In Aue, wo der im Abstiegskampf weiterhin geforderte Club, der zum Leidweisen seines spielwilligen und spielfreudigen Norwegers gegen coronageplagte Kieler am Samstag nicht auf den Platz konnte, soll es für Mats Möller Daehlis Nürnberger wieder besser laufen. Intensiver. Und erfolgreicher - wie als Gradmesser von Kapitän Valentini nach dem entsprechend gestalteten Derby in Fürth definiert. Darauf konzentriert sich auch der sympathische Skandinavier, dem laut Interview nicht nur die Spaziergänge in der Noris gefallen.
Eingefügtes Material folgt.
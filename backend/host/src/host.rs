//! The trusted host around a [`LaunchpadPool`].
//!
//! Supplies the clock and caller identity, runs one command at a time, and
//! commits every state change to SQLite before exposing it. A mutating
//! command executes against a clone of the engine; the clone replaces the
//! live engine only after its snapshot and event are durably written.
//!
//! Every new time is written to the `host_clock` table before the engine
//! sees it, whether the command turns out to be a read, a rejection or a
//! commit. A restarted host therefore never hands out an earlier instant.

use launchpad_pool::{
    EngineParams, FeeEstimator, FixedFeeTable, LaunchpadPool, PoolParams, Receipt, Timestamp,
};
use sqlx::SqlitePool;
use tokio::sync::Mutex;
use tracing::{info, warn};

use crate::commands::{Command, Outcome, Output, Request};
use crate::db;
use crate::errors::Result;
use crate::events::StoredEvent;

struct Engine {
    state: LaunchpadPool,
    /// Highest time handed to the engine so far.
    clock: Timestamp,
    /// Highest time known to be on disk.
    persisted: Timestamp,
}

impl Engine {
    /// Resolve the invocation time, never letting the clock run backwards.
    fn tick(&mut self, requested: Option<Timestamp>) -> Timestamp {
        let candidate = requested.unwrap_or_else(wall_clock);
        if candidate < self.clock {
            warn!(
                requested = candidate,
                clock = self.clock,
                "Clock would move backwards; clamping"
            );
            return self.clock;
        }
        self.clock = candidate;
        candidate
    }
}

fn wall_clock() -> Timestamp {
    chrono::Utc::now().timestamp().max(0) as Timestamp
}

pub struct Host {
    pool: SqlitePool,
    engine: Mutex<Engine>,
    fees: FixedFeeTable,
}

impl Host {
    /// Restore the last committed engine from `pool`, or start an empty one
    /// with `params`.
    pub async fn open(pool: SqlitePool, params: EngineParams, fees: FixedFeeTable) -> Result<Self> {
        let clock = db::load_clock(&pool).await?.unwrap_or(0);
        let state = match db::load_snapshot(&pool).await? {
            Some(snapshot) => {
                let state = LaunchpadPool::restore(snapshot)?;
                if state.params() != &params {
                    warn!(
                        "Configured vesting parameters differ from the snapshot; keeping the snapshot's"
                    );
                }
                info!(
                    pools = state.pool_count(),
                    proposals = state.proposal_count(),
                    clock,
                    "Restored engine snapshot"
                );
                state
            }
            None => {
                info!(clock, "No snapshot found; starting with an empty engine");
                LaunchpadPool::new(params)
            }
        };

        Ok(Self {
            pool,
            engine: Mutex::new(Engine {
                state,
                clock,
                persisted: clock,
            }),
            fees,
        })
    }

    /// Copy of the live engine, for inspection.
    pub async fn engine(&self) -> LaunchpadPool {
        self.engine.lock().await.state.clone()
    }

    /// Run one command to completion.
    pub async fn execute(&self, request: Request) -> Result<Outcome> {
        let mut engine = self.engine.lock().await;
        let now = engine.tick(request.at);
        if now > engine.persisted {
            db::save_clock(&self.pool, now).await?;
            engine.persisted = now;
        }
        let caller = request.caller;

        let outcome = match request.command {
            Command::CreatePool {
                token,
                token_price,
                soft_cap,
                hard_cap,
                start_time,
                end_time,
            } => {
                let params = PoolParams {
                    token,
                    token_price,
                    soft_cap,
                    hard_cap,
                    start_time,
                    end_time,
                };
                let receipt = self
                    .apply(&mut engine, now, |e| e.create_pool(now, &caller, params))
                    .await?;
                Outcome::committed(Output::Id(receipt.value), receipt.event)
            }
            Command::Invest { pool_id, amount } => {
                let receipt = self
                    .apply(&mut engine, now, |e| e.invest(now, &caller, pool_id, amount))
                    .await?;
                Outcome::committed(Output::Amount(receipt.value), receipt.event)
            }
            Command::ClaimTokens { pool_id } => {
                let receipt = self
                    .apply(&mut engine, now, |e| e.claim_tokens(now, &caller, pool_id))
                    .await?;
                Outcome::committed(Output::Amount(receipt.value), receipt.event)
            }
            Command::CreateProposal { title, description } => {
                let receipt = self
                    .apply(&mut engine, now, |e| {
                        Ok(e.create_proposal(now, &caller, title, description))
                    })
                    .await?;
                Outcome::committed(Output::Id(receipt.value), receipt.event)
            }
            Command::Vote {
                proposal_id,
                support,
            } => {
                let receipt = self
                    .apply(&mut engine, now, |e| e.vote(now, &caller, proposal_id, support))
                    .await?;
                Outcome::committed(Output::Empty, receipt.event)
            }
            Command::GetPool { pool_id } => {
                Outcome::read(Output::Pool(engine.state.get_pool(pool_id)?))
            }
            Command::GetInvestment { pool_id, investor } => {
                let investor = investor.unwrap_or(caller);
                Outcome::read(Output::Amount(
                    engine.state.get_investment(&investor, pool_id),
                ))
            }
            Command::GetVestingSchedule { pool_id, investor } => {
                let investor = investor.unwrap_or(caller);
                Outcome::read(Output::Vesting(
                    engine.state.get_vesting_schedule(&investor, pool_id)?,
                ))
            }
            Command::GetVote { proposal_id, voter } => {
                let voter = voter.unwrap_or(caller);
                Outcome::read(Output::Flag(engine.state.get_vote(proposal_id, &voter)?))
            }
            Command::GetProposal { proposal_id } => {
                Outcome::read(Output::Proposal(engine.state.get_proposal(proposal_id)?))
            }
            Command::EstimateFee {
                src_chain,
                dest_chain,
            } => Outcome::read(Output::Amount(
                self.fees.estimate_fee(src_chain, dest_chain)?,
            )),
        };

        Ok(outcome)
    }

    /// Run `op` on a clone of the engine and commit the result.
    async fn apply<T>(
        &self,
        engine: &mut Engine,
        now: Timestamp,
        op: impl FnOnce(&mut LaunchpadPool) -> std::result::Result<Receipt<T>, launchpad_pool::Error>,
    ) -> Result<Receipt<T>> {
        let mut next = engine.state.clone();
        let receipt = op(&mut next)?;

        let stored = StoredEvent::from_engine(&receipt.event, now)?;
        db::commit(&self.pool, &next.snapshot(), &stored).await?;

        engine.state = next;
        Ok(receipt)
    }
}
Ob das auf eine mögliche Zukunft in ihr über den Sommer hinaus Rückschlüsse lässt? Darüber geht es im ersten Teil des auf der Vereinswebsite veröffentlichten Gesprächs mit dem Winterzugang nicht. Eine Verpflichtung Möller Daehlis dürfte für den FCN vorteilhaft, in Corona-Zeiten dem Vernehmen nach aber auch kostspielig sein.

Und so richtet Nürnbergs Norweger seinen Fokus darauf, was er beeinflussen kann. Auf das Spielen, was ihm so fehlte, auf den nächsten Gradmesser für den FCN, den Club-Auftritt im Erzgebirge (Dienstag, 18.30 Uhr, Live-Ticker auf nordbayern.de). "Jetzt müssen wir den Fokus voll auf Aue richten", betont Möller Daehli. Schließlich will es der FCN dort wieder richtig machen.